What separates this plan from typical breakout narratives is the pace. Lowery is intentionally avoiding rapid saturation—no endless singles, no panic drops, no extended deluxe editions. Seven tracks. One complete statement.

“I’m watching the data, but I’m not chasing it,” he says. “What matters to me is behavior. Are people choosing to come back? Are they listening with intent?”

Early indicators, he says, suggest long-term engagement rather than short-lived spikes. That’s influenced his decision to expand carefully, including the release of a Spanish-language record in support of the album.

“It’s not a pivot. It’s not a trend play,” he explains. “It’s the same feeling in another language.”

Despite handling every role himself, Lowery doesn’t frame the project as a flex.
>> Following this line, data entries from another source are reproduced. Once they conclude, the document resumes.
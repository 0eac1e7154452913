// Copyright (c) 2025 Steve Wagner (ciroque@live.com)
// SPDX-License-Identifier: MIT

//! Centralized message types for structured logging.
//!
//! Each message type implements `Display` for a human-readable line and
//! [`StructuredLog`] to emit the same event with structured fields.
//!
//! # Organization
//!
//! * `registry` - Feature registration events
//! * `resolution` - Request resolution (closure, ordering, cycles)
//! * `engine` - Plan execution and dependency levels
//! * `feature` - Per-feature computation events
//! * `generator` - fit_transform / transform invocation lifecycle
//!
//! # Usage Pattern
//!
//! ```rust
//! use the_featurewood::observability::messages::feature::FeatureComputed;
//! use the_featurewood::observability::messages::StructuredLog;
//! use std::time::Duration;
//!
//! let msg = FeatureComputed {
//!     feature: "pickup_hour",
//!     mode: "transform",
//!     rows: 1024,
//!     null_count: 0,
//!     duration: Duration::from_micros(180),
//! };
//!
//! msg.log();
//! ```

use tracing::Span;

pub mod engine;
pub mod feature;
pub mod generator;
pub mod registry;
pub mod resolution;

/// A log message that can emit itself as a structured tracing event or span.
pub trait StructuredLog {
    /// Emit the message as an event at its own log level
    fn log(&self);

    /// Build a span carrying the message's fields
    fn span(&self, name: &str) -> Span;
}
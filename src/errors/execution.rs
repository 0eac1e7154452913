// Copyright (c) 2025 Steve Wagner (ciroque@live.com)
// SPDX-License-Identifier: MIT

use thiserror::Error;

use crate::engine::Mode;
use crate::errors::ValidationError;

/// Errors that abort a `fit_transform` or `transform` invocation.
///
/// No variant carries a partial result: an invocation either produces the full
/// table or one of these.
#[derive(Debug, Error)]
pub enum ExecutionError {
    /// A stateful feature has no learned parameters yet
    #[error("Feature '{feature}' has not been fitted; call fit_transform first")]
    NotFitted { feature: String },

    /// A feature's computation failed
    #[error("Feature '{feature}' failed during {mode}: {source}")]
    Computation {
        feature: String,
        mode: Mode,
        #[source]
        source: anyhow::Error,
    },

    /// The request could not be resolved against the registry
    #[error(transparent)]
    Validation(#[from] ValidationError),

    /// Fitted state could not be (de)serialized
    #[error("Fitted state serialization failed: {0}")]
    StateSerialization(#[from] serde_json::Error),

    /// Internal error (task join failures, invocation state violations)
    #[error("Internal error: {message}")]
    InternalError { message: String },
}

impl ExecutionError {
    /// Name of the feature this error is attributed to, if any.
    pub fn feature(&self) -> Option<&str> {
        match self {
            ExecutionError::NotFitted { feature } | ExecutionError::Computation { feature, .. } => {
                Some(feature)
            }
            _ => None,
        }
    }
}

#[cfg(test)]
mod tests {
    use super::*;

    #[test]
    fn test_computation_error_carries_feature_and_mode() {
        let err = ExecutionError::Computation {
            feature: "pickup_hour".into(),
            mode: Mode::Transform,
            source: anyhow::anyhow!("boom"),
        };
        assert_eq!(err.feature(), Some("pickup_hour"));
        assert_eq!(
            err.to_string(),
            "Feature 'pickup_hour' failed during transform: boom"
        );
    }

    #[test]
    fn test_validation_error_is_transparent() {
        let err: ExecutionError = ValidationError::UnknownFeature { name: "x".into() }.into();
        assert_eq!(err.to_string(), "Feature 'x' is not registered");
        assert_eq!(err.feature(), None);
    }
}
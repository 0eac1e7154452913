// Copyright (c) 2025 Steve Wagner (ciroque@live.com)
// SPDX-License-Identifier: MIT

use std::collections::HashMap;

use crate::errors::FrameError;
use crate::frame::Column;

/// Column-oriented table keyed by a row index.
///
/// Used both for the raw dataset handed to a generator and for the feature
/// table it returns. Column order is insertion order; every column has one
/// value per index entry.
#[derive(Debug, Clone, PartialEq)]
pub struct Table {
    index: Vec<i64>,
    names: Vec<String>,
    columns: HashMap<String, Column>,
}

impl Table {
    /// Create an empty table over the given row index
    pub fn new(index: Vec<i64>) -> Self {
        Self {
            index,
            names: Vec::new(),
            columns: HashMap::new(),
        }
    }

    /// Create an empty table indexed `0..rows`
    pub fn with_default_index(rows: usize) -> Self {
        Self::new((0..rows as i64).collect())
    }

    /// Builder-style [`Table::insert_column`]
    pub fn with_column(mut self, name: impl Into<String>, column: Column) -> Result<Self, FrameError> {
        self.insert_column(name, column)?;
        Ok(self)
    }

    /// Append a column, rejecting duplicates and columns not aligned to the index
    pub fn insert_column(&mut self, name: impl Into<String>, column: Column) -> Result<(), FrameError> {
        let name = name.into();
        if self.columns.contains_key(&name) {
            return Err(FrameError::DuplicateColumn { name });
        }
        if column.len() != self.index.len() {
            return Err(FrameError::LengthMismatch {
                column: name,
                expected: self.index.len(),
                actual: column.len(),
            });
        }
        self.names.push(name.clone());
        self.columns.insert(name, column);
        Ok(())
    }

    pub fn get(&self, name: &str) -> Option<&Column> {
        self.columns.get(name)
    }

    pub fn column(&self, name: &str) -> Result<&Column, FrameError> {
        self.columns.get(name).ok_or_else(|| FrameError::MissingColumn {
            name: name.to_string(),
        })
    }

    pub fn contains(&self, name: &str) -> bool {
        self.columns.contains_key(name)
    }

    pub fn column_names(&self) -> &[String] {
        &self.names
    }

    pub fn index(&self) -> &[i64] {
        &self.index
    }

    pub fn num_rows(&self) -> usize {
        self.index.len()
    }

    pub fn num_columns(&self) -> usize {
        self.names.len()
    }

    /// Iterate columns in insertion order
    pub fn iter(&self) -> impl Iterator<Item = (&str, &Column)> {
        self.names
            .iter()
            .filter_map(|name| self.columns.get(name).map(|c| (name.as_str(), c)))
    }

    /// New table with only the named columns, in the given order
    pub fn select<S: AsRef<str>>(&self, names: &[S]) -> Result<Table, FrameError> {
        let mut selected = Table::new(self.index.clone());
        for name in names {
            let name = name.as_ref();
            selected.insert_column(name, self.column(name)?.clone())?;
        }
        Ok(selected)
    }
}

#[cfg(test)]
mod tests {
    use super::*;

    fn sample() -> Table {
        Table::new(vec![10, 11, 12])
            .with_column("a", Column::Int(vec![Some(1), Some(2), Some(3)]))
            .unwrap()
            .with_column("b", Column::Bool(vec![Some(true), None, Some(false)]))
            .unwrap()
    }

    #[test]
    fn test_insert_rejects_misaligned_column() {
        let mut table = sample();
        let err = table
            .insert_column("c", Column::Int(vec![Some(1)]))
            .unwrap_err();
        assert_eq!(
            err,
            FrameError::LengthMismatch {
                column: "c".into(),
                expected: 3,
                actual: 1,
            }
        );
    }

    #[test]
    fn test_insert_rejects_duplicate_column() {
        let mut table = sample();
        let err = table
            .insert_column("a", Column::Int(vec![None, None, None]))
            .unwrap_err();
        assert_eq!(err, FrameError::DuplicateColumn { name: "a".into() });
    }

    #[test]
    fn test_select_preserves_index_and_requested_order() {
        let table = sample();
        let selected = table.select(&["b", "a"]).unwrap();
        assert_eq!(selected.index(), &[10, 11, 12]);
        assert_eq!(selected.column_names(), &["b".to_string(), "a".to_string()]);

        assert_eq!(
            table.select(&["zzz"]).unwrap_err(),
            FrameError::MissingColumn { name: "zzz".into() }
        );
    }

    #[test]
    fn test_iter_follows_insertion_order() {
        let table = sample();
        let names: Vec<&str> = table.iter().map(|(name, _)| name).collect();
        assert_eq!(names, vec!["a", "b"]);
        assert_eq!(table.num_columns(), 2);
        assert_eq!(table.num_rows(), 3);
    }
}
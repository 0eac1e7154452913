mod compute;
mod invocation;
pub mod factory;
pub mod level_by_level;
mod mode;
mod plan;
pub mod sequential;
mod state;

pub use compute::{compute_feature, ComputedFeature};
pub use factory::ExecutorFactory;
pub use invocation::{ExecutionOutcome, FeatureStatus, Invocation};
pub use level_by_level::LevelByLevelExecutor;
pub use mode::Mode;
pub use plan::ExecutionPlan;
pub use sequential::SequentialExecutor;
pub use state::FittedState;
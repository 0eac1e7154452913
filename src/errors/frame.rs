// Copyright (c) 2025 Steve Wagner (ciroque@live.com)
// SPDX-License-Identifier: MIT

//! Errors for table construction and column access.

use thiserror::Error;

#[derive(Debug, Clone, PartialEq, Eq, Error)]
pub enum FrameError {
    #[error("Column '{column}' has {actual} rows, expected {expected}")]
    LengthMismatch {
        column: String,
        expected: usize,
        actual: usize,
    },

    #[error("Column '{name}' not found")]
    MissingColumn { name: String },

    #[error("Column '{name}' already exists")]
    DuplicateColumn { name: String },

    #[error("Column '{column}' has type {actual}, expected {expected}")]
    TypeMismatch {
        column: String,
        expected: &'static str,
        actual: &'static str,
    },
}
Instead, he describes it as a temporary necessity—and a philosophical choice.

“I didn’t sign to a label,” he says. “I became one.”

For now, that means restraint over noise, structure over speed, and a belief that longevity is built quietly before it’s ever noticed.

“I’m not trying to dominate a moment,” Lowery says. “I’m trying to build something that’s still standing after the moment passes.”

As the album moves toward completion, he remains focused on finishing the work rather than selling the outcome.

“Once it’s done,” he says, “I’ll let it speak for itself.”

And then, he adds with a small smile, “We’ll see how loud quiet can get.”

I’m excited to see what’s next for rising Muscle Shoals star Martin Lowery.

As the project moves toward completion, Lowery remains focused on process rather than prediction. For him, becoming the label isn’t about control or credit—it’s about responsibility, patience, and building something human that can last beyond the moment it’s first heard.